In college, I worked every waking hour. There was no such thing as a weekend. I made few friends, none particularly close. Then, the devastating loss of my mother to brain cancer and my own round of mononucleosis formed the one-two punch that would collapse my frenzied drive. The dam broke: pain seeped across my body. It became challenging for me to sit for long periods or to type. Overly-constraining clothing caused searing pain in my hips and lower back. At times I could barely hold a pen, or even stand for very long. My first episode of chronic fatigue left me wondering if I should drop out of school in the middle of my last semester. The promise of holding down a full-time job, much less making it big, faded from view. After graduating in the top quarter of my class, I was consigned to working from home and picking up catering jobs while my classmates soared ahead and took their place in the ivory towers the college dean had promised us during convocation freshman year. There were times when I even had to serve them hors d’oeuvres.
I’m 32 years-old now. I’ve lived with fibromyalgia and chronic fatigue syndrome for over a decade. While I’ve never had a full-time job during that time, I’ve written freelance for many different publications about topics that are important to me. I’ve come close to finishing the novel I started around the time I first got sick. I took up ballet at the tender age of 26, and with a tremendous amount of hard work have become a capable dancer; and at an age when many dancers retire, I’ve started to perform for the first time. I’ve recently gone back to acting and have started to land a few gigs.
But when I see these accomplishments, I’m still inclined to measure them with the golden boy’s yardstick. He thinks I’m ten years behind. He looks around and sees the New York City streets teeming with far more awe-inspiring success stories; wünderkinds impress him the most. There isn’t a place on my résumé where I can crow to him or anyone about what a feat it is to confront a chronic illness and soldier on with virtually no outside support.

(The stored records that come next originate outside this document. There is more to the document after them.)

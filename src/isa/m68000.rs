//! Shipped data asset for the M68000 base model: operand metadata and bead
//! recipes for a representative subset of the instruction set. This module
//! plays the role of the offline table generator's output, checked in as
//! code; the encoder consumes it through `InstrTable` and `RecipeTable` only.
//!
//! Recipes list fields from the least significant bit of each 16-bit word
//! upward, ending with the 0x00 terminator.

use crate::inst::Opcode;
use crate::instructions::{InstrDesc, InstrTable, SlotKind};
use crate::recipe::{RecipeTable, TableError};

// Table-authoring helpers for the raw bead byte forms.

fn hi(slot: u8, alt: bool) -> u8 {
    (slot << 4) | if alt { 0x80 } else { 0 }
}

fn bits1(v: u8) -> u8 {
    (v << 4) | 0x1
}

fn bits2(v: u8) -> u8 {
    (v << 4) | 0x2
}

fn bits3(v: u8) -> u8 {
    (v << 4) | 0x3
}

fn bits4(v: u8) -> u8 {
    (v << 4) | 0x4
}

/// Register code and class bit together (4 bits).
fn dareg(slot: u8, alt: bool) -> u8 {
    hi(slot, alt) | 0x5
}

/// Class bit only.
fn da(slot: u8, alt: bool) -> u8 {
    hi(slot, alt) | 0x6
}

/// Register code only.
fn reg(slot: u8, alt: bool) -> u8 {
    hi(slot, alt) | 0x7
}

fn imm8(slot: u8, alt: bool) -> u8 {
    hi(slot, alt) | 0xA
}

fn imm16(slot: u8, alt: bool) -> u8 {
    hi(slot, alt) | 0xB
}

fn imm32(slot: u8, alt: bool) -> u8 {
    hi(slot, alt) | 0xC
}

const NONE: &[SlotKind] = &[];
const REG: &[SlotKind] = &[SlotKind::Simple];
const REG_REG: &[SlotKind] = &[SlotKind::Simple, SlotKind::Simple];
const REG_IMM: &[SlotKind] = &[SlotKind::Simple, SlotKind::Simple];
const REG_MEM2: &[SlotKind] = &[SlotKind::Simple, SlotKind::Mem { len: 2 }];
const REG_MEM3: &[SlotKind] = &[SlotKind::Simple, SlotKind::Mem { len: 3 }];
const PCREL: &[SlotKind] = &[SlotKind::PcRel { len: 1 }];

const DESCS: &[InstrDesc] = &[
    InstrDesc { opcode: Opcode::Nop, name: "nop", slots: NONE },
    InstrDesc { opcode: Opcode::Rts, name: "rts", slots: NONE },
    InstrDesc { opcode: Opcode::Moveq, name: "moveq", slots: REG_IMM },
    InstrDesc { opcode: Opcode::Move16dd, name: "move16dd", slots: REG_REG },
    InstrDesc { opcode: Opcode::Move32dd, name: "move32dd", slots: REG_REG },
    InstrDesc { opcode: Opcode::Move16di, name: "move16di", slots: REG_IMM },
    InstrDesc { opcode: Opcode::Move32di, name: "move32di", slots: REG_IMM },
    InstrDesc { opcode: Opcode::Add16dd, name: "add16dd", slots: REG_REG },
    InstrDesc { opcode: Opcode::Sub16dd, name: "sub16dd", slots: REG_REG },
    InstrDesc { opcode: Opcode::And16dd, name: "and16dd", slots: REG_REG },
    InstrDesc { opcode: Opcode::Or16dd, name: "or16dd", slots: REG_REG },
    InstrDesc { opcode: Opcode::Cmp16dd, name: "cmp16dd", slots: REG_REG },
    InstrDesc { opcode: Opcode::Addi16, name: "addi16", slots: REG_IMM },
    InstrDesc { opcode: Opcode::Subi16, name: "subi16", slots: REG_IMM },
    InstrDesc { opcode: Opcode::Cmpi16, name: "cmpi16", slots: REG_IMM },
    InstrDesc { opcode: Opcode::Lea32d, name: "lea32d", slots: REG_MEM2 },
    InstrDesc { opcode: Opcode::Lea32x, name: "lea32x", slots: REG_MEM3 },
    InstrDesc { opcode: Opcode::Bra16, name: "bra16", slots: PCREL },
    InstrDesc { opcode: Opcode::Bsr16, name: "bsr16", slots: PCREL },
    InstrDesc { opcode: Opcode::Beq16, name: "beq16", slots: PCREL },
    InstrDesc { opcode: Opcode::Bne16, name: "bne16", slots: PCREL },
    InstrDesc { opcode: Opcode::Swap32, name: "swap32", slots: REG },
    InstrDesc { opcode: Opcode::Clr16, name: "clr16", slots: REG },
];

/// Instruction metadata for the shipped subset.
pub fn instr_table() -> InstrTable {
    InstrTable::new(DESCS)
}

fn recipes() -> Vec<(Opcode, Vec<u8>)> {
    // `move` forms: [ea reg | ea mode | dst mode | dst reg | size | 00].
    // Register-direct ea mode is 000 for data, 001 for address registers,
    // which is exactly the class bit above the register code.
    let move_dd = |size: u8| {
        vec![
            reg(1, false),
            da(1, false),
            bits2(0),
            da(0, false),
            bits2(0),
            reg(0, false),
            bits2(size),
            bits2(0),
            0x00,
        ]
    };
    // Immediate source: ea mode/reg = 111/100, extension word(s) follow.
    let move_di = |size: u8, imm: u8| {
        vec![
            bits3(4),
            bits3(7),
            da(0, false),
            bits2(0),
            reg(0, false),
            bits2(size),
            bits2(0),
            imm,
            0x00,
        ]
    };
    // ALU register form: [ea reg+mode | 00 | opmode 001 | dst | top nibble].
    let alu_dd = |top: u8| {
        vec![
            dareg(1, false),
            bits2(0),
            bits3(1),
            reg(0, false),
            bits4(top),
            0x00,
        ]
    };
    // Immediate ALU form: 0000 xxxx 01 mmm rrr + 16-bit extension.
    let alu_i = |op: u8| {
        vec![
            reg(0, false),
            da(0, false),
            bits2(0),
            bits2(1),
            bits4(op),
            bits4(0),
            imm16(1, false),
            0x00,
        ]
    };
    // 0110 cccc + 16-bit displacement extension word.
    let bcc = |cond: u8| {
        vec![
            bits4(0),
            bits4(0),
            bits4(cond),
            bits4(6),
            imm16(0, false),
            0x00,
        ]
    };

    vec![
        // 0x4E71
        (Opcode::Nop, vec![bits4(1), bits4(7), bits4(0xE), bits4(4), 0x00]),
        // 0x4E75
        (Opcode::Rts, vec![bits4(5), bits4(7), bits4(0xE), bits4(4), 0x00]),
        // 0111 rrr 0 dddddddd
        (
            Opcode::Moveq,
            vec![imm8(1, false), bits1(0), reg(0, false), bits4(0x7), 0x00],
        ),
        (Opcode::Move16dd, move_dd(3)),
        (Opcode::Move32dd, move_dd(2)),
        (Opcode::Move16di, move_di(3, imm16(1, false))),
        (Opcode::Move32di, move_di(2, imm32(1, false))),
        (Opcode::Add16dd, alu_dd(0xD)),
        (Opcode::Sub16dd, alu_dd(0x9)),
        (Opcode::And16dd, alu_dd(0xC)),
        (Opcode::Or16dd, alu_dd(0x8)),
        (Opcode::Cmp16dd, alu_dd(0xB)),
        (Opcode::Addi16, alu_i(0x6)),
        (Opcode::Subi16, alu_i(0x4)),
        (Opcode::Cmpi16, alu_i(0xC)),
        // 0100 rrr 111 101 bbb + d16 extension word
        (
            Opcode::Lea32d,
            vec![
                reg(1, false),
                bits3(5),
                bits3(7),
                reg(0, false),
                bits4(4),
                imm16(1, false),
                0x00,
            ],
        ),
        // 0100 rrr 111 110 bbb + brief extension word
        // [d8 | brief/scale 000 | size 1 (long index) | index reg | index class]
        (
            Opcode::Lea32x,
            vec![
                reg(1, false),
                bits3(6),
                bits3(7),
                reg(0, false),
                bits4(4),
                imm8(1, false),
                bits3(0),
                bits1(1),
                reg(1, true),
                da(1, true),
                0x00,
            ],
        ),
        (Opcode::Bra16, bcc(0x0)),
        (Opcode::Bsr16, bcc(0x1)),
        (Opcode::Beq16, bcc(0x7)),
        (Opcode::Bne16, bcc(0x6)),
        // 0100 1000 0100 0rrr
        (
            Opcode::Swap32,
            vec![
                reg(0, false),
                bits3(0),
                bits1(1),
                bits4(0),
                bits1(1),
                bits2(0),
                bits2(1),
                0x00,
            ],
        ),
        // 0100 0010 01 mmm rrr
        (
            Opcode::Clr16,
            vec![
                reg(0, false),
                da(0, false),
                bits2(0),
                bits2(1),
                bits4(2),
                bits4(4),
                0x00,
            ],
        ),
    ]
}

/// Bead recipes for the shipped subset, validated against `instr_table()`.
pub fn recipe_table() -> Result<RecipeTable, TableError> {
    let mut table = RecipeTable::new();
    for (opcode, raw) in recipes() {
        table.insert(opcode, &raw)?;
    }
    table.validate(&instr_table())?;
    Ok(table)
}

#[cfg(test)]
mod tests {
    use super::*;

    #[test]
    fn shipped_tables_build_and_cover_each_other() {
        let instrs = instr_table();
        let recipes = recipe_table().unwrap();
        assert_eq!(instrs.len(), recipes.len());
        for desc in instrs.iter() {
            let recipe = recipes.get(desc.opcode).unwrap();
            assert_eq!(recipe.bit_width() % 16, 0, "{}", desc.name);
        }
    }
}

The golden boy wouldn’t have let go of his dreams and made do with a revised plan B. He wouldn’t stop several times in the middle of the day to tend to his aches and pains. He wouldn’t get as much sleep as he can. He wouldn’t devote the weekends to decompression. He wouldn’t take time for friends and other enjoyable things that make him happy. He wouldn’t put down his work at three o’clock in the afternoon to go to ballet class and to yoga and to lift weights. The fact that all of those physical and emotional outlets form an effective arsenal against my physical pain is irrelevant to him. I enjoy these activities way too much. And they have too many frivolous benefits, like making me look fit, healthy and attractive; so they must be bad. The golden boy thinks he would’ve been able to keep logging in the hours, never mind the pain. In fact, doing so in the face of pain would’ve made him all the more golden; it is indeed virtuous to suffer.
The golden boy is the one who can’t forgive me: for living here in this revised reality. He deals in fantasies. He doesn’t see context; he sees petty excuses, laziness and, yes, hedonism. Unfortunately for him, though, he’s long dead and gone; like a pair of mythical conjoined twins, he and I were cut in two long ago so that one of us could live. But I imagine I will always wrestle with his ghost.